The grades are calculated on the basis of four different measures – “Student Achievement,” “Student Growth,” “Closing Gaps,” and “On-Track and Postsecondary Readiness.” There is also the possibility of deductions from the score if the school fails to meet identified standards with respect to test participation, absenteeism rate, and dropout rate.
A. The “Student Achievement” Measure
The first of the four measures that contribute to the overall score – Student Achievement – is relatively straightforward. This measure is based on WKCE results, with student scores sorted into the four traditional categories of minimal, basic, proficient and advanced, though the standards for each category are to be recalibrated with more demanding cut scores.
A school is assigned points based on the number of students in each of the WKCE categories. Each student who scores in the advanced range qualifies the school for 1.5 points, a score in the proficient range earns one point, one-half point is assigned for a student in the basic category, and students in the minimal category earn no points at all.
A three-year average of points per student is calculated that is weighted in favor of the more recent years. The calculation for each year is based on the three-year average enrollment for the school, rather than on the specific enrollment for the year that is being calculated. Scores are computed for both reading and math and the two are combined into a single overall score.
B. The “Student Growth” Measure
The second measure – “Student Growth” – is based on a complicated calculation. The first step is to analyze the WKCE performance of all students for whom scores are available for the most recent two years. (Since high school students only take the WKCE once, this measure is inapplicable to high schools.) All students are categorized into the appropriate WKCE level – basic, minimal, proficient or advanced – based on their score the prior year, which we’ll call Year 1. Next, the students’ scores in Year 1 are compared to their scores for Year 2, the current year.
For students who did better, the sizes of their jumps are compared to how much improvement would be required to move those students up to higher WKCE levels over three years. If a student is on a three-year trajectory to move up to the next WKCE level, that qualifies the school for one “growth” point. If the student is on a trajectory to move up two levels – from minimal to proficient, for example – the school gets two growth points. In the unusual event that a student is on track to move from minimal to advanced, the school would qualify for three growth points. A similar calculation is carried out for students starting out as proficient or advanced, but who are on track to move down to the minimal or basic category. Such students can earn their schools one, and only one, “decline” points.
Next, the growth points and the decline points are plugged into a complicated, multi-step formula that eventually generates a Student Growth score.
C. The “Closing Gaps” Measure
The third measure is the “Closing Gaps” score. It takes into account year-to-year changes in WKCE scores and graduation rates for the distinct student groups identified in NCLB. These groups are described as “American Indian,” “Asian,” “Black not Hispanic,” “Hispanic,” “students with disabilities,” “economically disadvantaged,” and “limited English proficient.”

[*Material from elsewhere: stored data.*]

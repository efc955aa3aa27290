//! Support code for the `serve` and `simulate` binaries: environment
//! configuration, HTML views, and the HTTP router.

pub mod config;
pub mod pages;
pub mod app;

Again, two years of data are utilized. For each group, a student achievement score is calculated in the same manner as for Student Achievement, the first measure. For each of the groups, the difference between the scores for the two years is determined. Improvement yields a positive score and decline a negative one.
Each of the student groups has a comparison group, which is white students for the four ethnic or racial groups and all other students for the remaining three groups. If the comparison group improved from the first to the second year, it has no impact on the score. If the performance of the comparison group declined, a penalty of half the measure of decline is applied to the scores of the matching “achievement gap” groups.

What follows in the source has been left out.